- **Exercise**
A complete response lists each line of the data below that includes the word "index".

=== Begin Enclosure ===

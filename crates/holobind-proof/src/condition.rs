//! Proving a rule's condition: the `And`/`Or`/`Not`/leaf recursion with
//! backtracking over variable bindings.

use crate::engine::Search;
use crate::error::InternalResult;
use crate::options::{
    MAX_PROOF_DEPTH, NOT_PENALTY_CONFIDENCE, RULE_CONFIDENCE_MULTIPLIER, STRONG_MATCH_THRESHOLD,
    TRANSITIVE_CONFIDENCE_MULTIPLIER, TRANSITIVE_OPERATORS,
};
use crate::step::Step;
use crate::unify::Bindings;
use holobind_encode::{Argument, ConditionPart, Statement};
use holobind_geometry::BitVector;
use std::collections::HashSet;

/// One candidate way to satisfy a condition part: the bindings it
/// produces, its confidence, and the steps it appends to the proof log.
type Candidate = (Bindings, f64, Vec<Step>);

impl<'a> Search<'a> {
    /// The first candidate satisfying `part`, if any — what a rule
    /// application actually needs, since only the first consistent
    /// assignment is reported (backtracking already tried the rest).
    pub(crate) fn condition_best(
        &mut self,
        part: &ConditionPart,
        depth: usize,
        visited: &HashSet<String>,
        bindings: &Bindings,
    ) -> InternalResult<Option<Candidate>> {
        let mut candidates = self.part_candidates(part, depth, visited, bindings)?;
        Ok(if candidates.is_empty() {
            None
        } else {
            Some(candidates.remove(0))
        })
    }

    /// Every consistent way to satisfy `part`, used both directly and by
    /// `prove_and`'s backtracking over earlier parts.
    pub(crate) fn part_candidates(
        &mut self,
        part: &ConditionPart,
        depth: usize,
        visited: &HashSet<String>,
        bindings: &Bindings,
    ) -> InternalResult<Vec<Candidate>> {
        self.check_budget(depth)?;
        match part {
            ConditionPart::Leaf { vector, ast } => self.leaf_candidates(vector, ast, depth, visited, bindings),
            ConditionPart::And(parts) => match self.prove_and(parts, 0, depth, visited, bindings)? {
                Some(candidate) => Ok(vec![candidate]),
                None => Ok(Vec::new()),
            },
            ConditionPart::Or(parts) => {
                for p in parts {
                    let mut candidates = self.part_candidates(p, depth, visited, bindings)?;
                    if !candidates.is_empty() {
                        for candidate in candidates.iter_mut() {
                            candidate.1 *= RULE_CONFIDENCE_MULTIPLIER;
                        }
                        return Ok(candidates);
                    }
                }
                Ok(Vec::new())
            }
            ConditionPart::Not(inner) => {
                let inner_candidates = self.part_candidates(inner, depth, visited, bindings)?;
                if inner_candidates.is_empty() {
                    Ok(vec![(bindings.clone(), NOT_PENALTY_CONFIDENCE, Vec::new())])
                } else {
                    Ok(Vec::new())
                }
            }
        }
    }

    /// Backtracking conjunction: tries each candidate of `parts[index]` in
    /// turn, recursing into the rest; a dead end at any later part makes
    /// this part try its next candidate rather than failing outright.
    fn prove_and(
        &mut self,
        parts: &[ConditionPart],
        index: usize,
        depth: usize,
        visited: &HashSet<String>,
        bindings: &Bindings,
    ) -> InternalResult<Option<Candidate>> {
        if index == parts.len() {
            return Ok(Some((bindings.clone(), 1.0, Vec::new())));
        }
        let candidates = self.part_candidates(&parts[index], depth, visited, bindings)?;
        for (local_bindings, local_confidence, local_steps) in candidates {
            if let Some((final_bindings, rest_confidence, mut rest_steps)) =
                self.prove_and(parts, index + 1, depth, visited, &local_bindings)?
            {
                let mut steps = local_steps;
                steps.append(&mut rest_steps);
                return Ok(Some((final_bindings, local_confidence.min(rest_confidence), steps)));
            }
        }
        Ok(None)
    }

    fn leaf_candidates(
        &mut self,
        vector: &BitVector,
        ast: &Statement,
        depth: usize,
        visited: &HashSet<String>,
        bindings: &Bindings,
    ) -> InternalResult<Vec<Candidate>> {
        let has_holes = ast.arguments.iter().any(|a| matches!(a, Argument::Hole(_)));

        if !has_holes {
            if let Some((similarity, metadata)) = self.best_match(vector)? {
                if similarity > STRONG_MATCH_THRESHOLD {
                    return Ok(vec![(
                        bindings.clone(),
                        similarity,
                        vec![Step::fact("condition_match", metadata.signature())],
                    )]);
                }
            }
            return Ok(match self.prove_goal(ast, depth + 1, visited)? {
                Some(success) => vec![(bindings.clone(), success.confidence, success.steps)],
                None => Vec::new(),
            });
        }

        let mut out = Vec::new();
        for fact in self.kb.facts() {
            if fact.metadata.operator != ast.operator || fact.metadata.args.len() != ast.arguments.len() {
                continue;
            }
            let mut local = bindings.clone();
            let mut consistent = true;
            for (pattern_arg, fact_value) in ast.arguments.iter().zip(fact.metadata.args.iter()) {
                match pattern_arg {
                    Argument::Hole(var) => match local.get(var) {
                        Some(existing) if existing != fact_value => {
                            consistent = false;
                            break;
                        }
                        Some(_) => {}
                        None => {
                            local.insert(var.clone(), fact_value.clone());
                        }
                    },
                    other => {
                        if &self.encoder.argument_name(other) != fact_value {
                            consistent = false;
                            break;
                        }
                    }
                }
            }
            if consistent {
                out.push((local, 1.0, vec![Step::fact("condition_match", fact.metadata.signature())]));
            }
        }

        if out.is_empty()
            && ast.arguments.len() == 2
            && TRANSITIVE_OPERATORS.contains(&ast.operator.as_str())
        {
            return self.transitive_leaf_candidates(ast, bindings);
        }

        Ok(out)
    }

    /// When a leaf's exact pattern match finds nothing and the operator is
    /// transitive, falls back to a full closure search from whichever slot
    /// is already ground, binding the remaining variable to each reachable
    /// node ordered by hop distance. Not fully specified by name in the
    /// design this follows beyond "try transitive reasoning for that
    /// triple" — this is the resolution: closure search, nearest first.
    fn transitive_leaf_candidates(&self, ast: &Statement, bindings: &Bindings) -> InternalResult<Vec<Candidate>> {
        let (value0, var0) = resolve_slot(self, &ast.arguments[0], bindings);
        let (value1, var1) = resolve_slot(self, &ast.arguments[1], bindings);

        let mut out = Vec::new();
        match (value0, value1) {
            (Some(from), Some(to)) => {
                for (node, hop, steps) in self.closure_forward(&ast.operator, &from, MAX_PROOF_DEPTH) {
                    if node == to {
                        out.push((bindings.clone(), TRANSITIVE_CONFIDENCE_MULTIPLIER.powi(hop as i32), steps));
                        break;
                    }
                }
            }
            (Some(from), None) => {
                let var = var1.expect("unresolved slot carries its hole name");
                for (node, hop, steps) in self.closure_forward(&ast.operator, &from, MAX_PROOF_DEPTH) {
                    let mut local = bindings.clone();
                    local.insert(var.clone(), node);
                    out.push((local, TRANSITIVE_CONFIDENCE_MULTIPLIER.powi(hop as i32), steps));
                }
            }
            (None, Some(to)) => {
                let var = var0.expect("unresolved slot carries its hole name");
                for (node, hop, steps) in self.closure_backward(&ast.operator, &to, MAX_PROOF_DEPTH) {
                    let mut local = bindings.clone();
                    local.insert(var.clone(), node);
                    out.push((local, TRANSITIVE_CONFIDENCE_MULTIPLIER.powi(hop as i32), steps));
                }
            }
            (None, None) => {}
        }
        Ok(out)
    }

    fn closure_forward(&self, op: &str, from: &str, max_depth: usize) -> Vec<(String, usize, Vec<Step>)> {
        let mut visited = HashSet::new();
        visited.insert(from.to_string());
        let mut frontier = vec![(from.to_string(), Vec::<Step>::new())];
        let mut out = Vec::new();
        let mut hop = 0;

        while !frontier.is_empty() && hop < max_depth {
            hop += 1;
            let mut next_frontier = Vec::new();
            for (node, steps_so_far) in &frontier {
                for y in self.collect_intermediates(op, node) {
                    if visited.contains(&y) {
                        continue;
                    }
                    visited.insert(y.clone());
                    let mut steps = steps_so_far.clone();
                    steps.push(Step::fact("transitive_found", format!("{} {} {}", op, node, y)));
                    out.push((y.clone(), hop, steps.clone()));
                    next_frontier.push((y, steps));
                }
            }
            frontier = next_frontier;
        }
        out
    }

    fn closure_backward(&self, op: &str, to: &str, max_depth: usize) -> Vec<(String, usize, Vec<Step>)> {
        let mut visited = HashSet::new();
        visited.insert(to.to_string());
        let mut frontier = vec![(to.to_string(), Vec::<Step>::new())];
        let mut out = Vec::new();
        let mut hop = 0;

        while !frontier.is_empty() && hop < max_depth {
            hop += 1;
            let mut next_frontier = Vec::new();
            for (node, steps_so_far) in &frontier {
                for x in self.collect_predecessors(op, node) {
                    if visited.contains(&x) {
                        continue;
                    }
                    visited.insert(x.clone());
                    let mut steps = vec![Step::fact("transitive_found", format!("{} {} {}", op, x, node))];
                    steps.extend(steps_so_far.iter().cloned());
                    out.push((x.clone(), hop, steps.clone()));
                    next_frontier.push((x, steps));
                }
            }
            frontier = next_frontier;
        }
        out
    }
}

/// Resolves one argument slot to `(ground_value, hole_name)`: a `Hole`
/// already bound resolves like a constant; an unbound `Hole` yields
/// `(None, Some(var))`; anything else is a constant with no variable name.
fn resolve_slot(search: &Search<'_>, arg: &Argument, bindings: &Bindings) -> (Option<String>, Option<String>) {
    match arg {
        Argument::Hole(var) => match bindings.get(var) {
            Some(value) => (Some(value.clone()), Some(var.clone())),
            None => (None, Some(var.clone())),
        },
        other => (Some(search.encoder.argument_name(other)), None),
    }
}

=== End Enclosure ===

- **Exercise output**
    /// Backtracking conjunction: tries each candidate of `parts[index]` in
        index: usize,
        if index == parts.len() {
        let candidates = self.part_candidates(&parts[index], depth, visited, bindings)?;
                self.prove_and(parts, index + 1, depth, visited, &local_bindings)?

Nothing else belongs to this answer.